* What you will do *
For each line below that contains the word "MotionStatus", return that line.

* Given entries *
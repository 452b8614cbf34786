//! Motion status snapshot (servo → task).
//!
//! The servo loop assembles one `MotionStatus` per tick and publishes
//! it by double-buffer swap. The struct is `#[repr(C)]` POD: readers
//! on the other side of the channel get a torn-read-protected copy.

use bitflags::bitflags;
use static_assertions::const_assert;

use crate::pose::{Pose, MAX_JOINTS};
use crate::task_state::MotionMode;

bitflags! {
    /// Per-joint status flags.
    #[derive(Debug, Clone, Copy, PartialEq, Eq, Default)]
    pub struct JointFlags: u16 {
        /// Joint is configured and participating in motion.
        const ACTIVE          = 0x0001;
        /// Servo/amp enabled.
        const ENABLED         = 0x0002;
        /// Within the in-position band of its commanded position.
        const IN_POSITION     = 0x0004;
        /// Homing sequence in progress.
        const HOMING          = 0x0008;
        /// Homing completed since last unhome.
        const HOMED           = 0x0010;
        /// Following error tripped.
        const FERROR          = 0x0020;
        /// Positive hard limit input active.
        const POS_HARD_LIMIT  = 0x0040;
        /// Negative hard limit input active.
        const NEG_HARD_LIMIT  = 0x0080;
        /// Commanded position clamped at the positive soft limit.
        const POS_SOFT_LIMIT  = 0x0100;
        /// Commanded position clamped at the negative soft limit.
        const NEG_SOFT_LIMIT  = 0x0200;
        /// Amp fault input active.
        const FAULT           = 0x0400;
        /// Any error condition on this joint.
        const ERROR           = 0x0800;
        /// Soft limits are overridden (homing or operator override).
        const OVERRIDE_LIMITS = 0x1000;
    }
}

impl JointFlags {
    /// Flags that put the whole motion controller into error.
    pub const ERROR_MASK: Self = Self::from_bits_truncate(
        Self::FERROR.bits() | Self::FAULT.bits() | Self::ERROR.bits(),
    );
}

bitflags! {
    /// Controller-wide status flags.
    #[derive(Debug, Clone, Copy, PartialEq, Eq, Default)]
    pub struct MotionFlags: u16 {
        const ENABLED        = 0x0001;
        /// All joints in position and queues empty.
        const IN_POSITION    = 0x0002;
        /// Coordinated queue active (segments queued or executing).
        const QUEUE_ACTIVE   = 0x0004;
        /// Any error latched since last enable.
        const ERROR          = 0x0008;
        /// Trajectory paused.
        const PAUSED         = 0x0010;
        /// Stepgen reported a ring underrun since last clear.
        const UNDERRUN       = 0x0020;
        /// Watchdog output toggling.
        const WATCHDOG       = 0x0040;
    }
}

/// Per-joint slice of the status snapshot.
#[derive(Debug, Clone, Copy, PartialEq, Default)]
#[repr(C)]
pub struct JointStatus {
    pub flags: JointFlags,
    /// Commanded joint position [units].
    pub pos_cmd: f64,
    /// Feedback joint position [units].
    pub pos_fb: f64,
    /// Commanded velocity [units/s].
    pub vel_cmd: f64,
    /// Motor-space commanded position (joint + backlash + offset).
    pub motor_pos_cmd: f64,
    /// Motor-space feedback position.
    pub motor_pos_fb: f64,
    /// Current following error.
    pub ferror: f64,
    /// Limit the following error is currently compared against.
    pub ferror_limit: f64,
    /// Largest following error seen since last clear.
    pub ferror_high_mark: f64,
    /// Raw step counter from the pulse generator.
    pub step_count: i64,
    /// Step-space position error reported by the pulse generator.
    pub pos_error_steps: i32,
    pub _pad: u32,
}

/// Spindle slice of the status snapshot.
#[derive(Debug, Clone, Copy, PartialEq, Default)]
#[repr(C)]
pub struct SpindleStatus {
    /// Commanded speed [rev/s], signed by direction.
    pub speed: f64,
    /// Constant-surface-speed factor (0 = rpm mode).
    pub css_factor: f64,
    pub x_offset: f64,
    /// Accumulated spindle revolutions from the feedback input.
    pub revs: f64,
    pub enabled: bool,
    pub brake: bool,
    /// +1 forward, −1 reverse, 0 stopped.
    pub direction: i8,
    pub _pad: [u8; 5],
}

/// Probe slice of the status snapshot.
#[derive(Debug, Clone, Copy, PartialEq, Default)]
#[repr(C)]
pub struct ProbeStatus {
    /// A probe move latched the input since the flag was last cleared.
    pub tripped: bool,
    /// A probe segment is currently executing.
    pub probing: bool,
    pub input: bool,
    pub _pad: [u8; 5],
    /// Position latched at the trip.
    pub probed_pos: Pose,
}

/// Complete servo-domain status, published once per servo tick.
#[derive(Debug, Clone, Copy, PartialEq)]
#[repr(C)]
pub struct MotionStatus {
    /// Serial of the last command processed (the echo).
    pub echo_serial: i32,
    /// Monotonic servo tick counter.
    pub heartbeat: u64,
    pub mode: MotionMode,
    pub flags: MotionFlags,
    pub num_joints: u8,
    pub _pad0: [u8; 3],

    /// Commanded Cartesian position (after kinematics).
    pub position: Pose,
    /// Feedback Cartesian position.
    pub actual_position: Pose,
    /// Distance to go in the active segment.
    pub dtg: f64,
    /// Current path velocity [units/s].
    pub current_vel: f64,

    /// Trajectory queue depth (segments waiting + active).
    pub queue_depth: u16,
    /// Segments currently blended/executing.
    pub active_depth: u16,
    /// Queue is full; producer must hold off.
    pub queue_full: bool,
    pub _pad1: [u8; 3],
    /// Interpreter line id of the executing segment.
    pub active_id: i32,
    /// Feed scale actually applied this tick.
    pub feed_scale: f64,
    pub spindle_scale: f64,

    pub joints: [JointStatus; MAX_JOINTS],
    pub spindle: SpindleStatus,
    pub probe: ProbeStatus,

    /// Count of stepgen underruns observed.
    pub underruns: u32,
    /// Count of commands dropped at the channel (echo timeout).
    pub dropped_commands: u32,
    /// Motion-level error latched; cleared by enable.
    pub motion_error: bool,
    /// All homing sequences complete.
    pub all_homed: bool,
    pub _pad2: [u8; 6],
}

// Snapshots are copied across the channel each tick; keep the layout
// sane. The exact size is platform-stable under repr(C) with the
// explicit padding above.
const_assert!(core::mem::size_of::<MotionStatus>() < 2048);

impl Default for MotionStatus {
    fn default() -> Self {
        Self {
            echo_serial: 0,
            heartbeat: 0,
            mode: MotionMode::Free,
            flags: MotionFlags::empty(),
            num_joints: 0,
            _pad0: [0; 3],
            position: Pose::ZERO,
            actual_position: Pose::ZERO,
            dtg: 0.0,
            current_vel: 0.0,
            queue_depth: 0,
            active_depth: 0,
            queue_full: false,
            _pad1: [0; 3],
            active_id: 0,
            feed_scale: 1.0,
            spindle_scale: 1.0,
            joints: [JointStatus::default(); MAX_JOINTS],
            spindle: SpindleStatus::default(),
            probe: ProbeStatus::default(),
            underruns: 0,
            dropped_commands: 0,
            motion_error: false,
            all_homed: false,
            _pad2: [0; 6],
        }
    }
}

impl MotionStatus {
    /// True when motion and its queues are at rest.
    #[inline]
    pub fn is_done(&self) -> bool {
        self.queue_depth == 0
            && !self.flags.contains(MotionFlags::QUEUE_ACTIVE)
            && self.flags.contains(MotionFlags::IN_POSITION)
    }

    /// Joint slice, or `None` past the configured count.
    #[inline]
    pub fn joint(&self, index: usize) -> Option<&JointStatus> {
        if index < self.num_joints as usize {
            self.joints.get(index)
        } else {
            None
        }
    }
}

* Answer space *
//! The servo loop assembles one `MotionStatus` per tick and publishes
pub struct MotionStatus {
const_assert!(core::mem::size_of::<MotionStatus>() < 2048);
impl Default for MotionStatus {
impl MotionStatus {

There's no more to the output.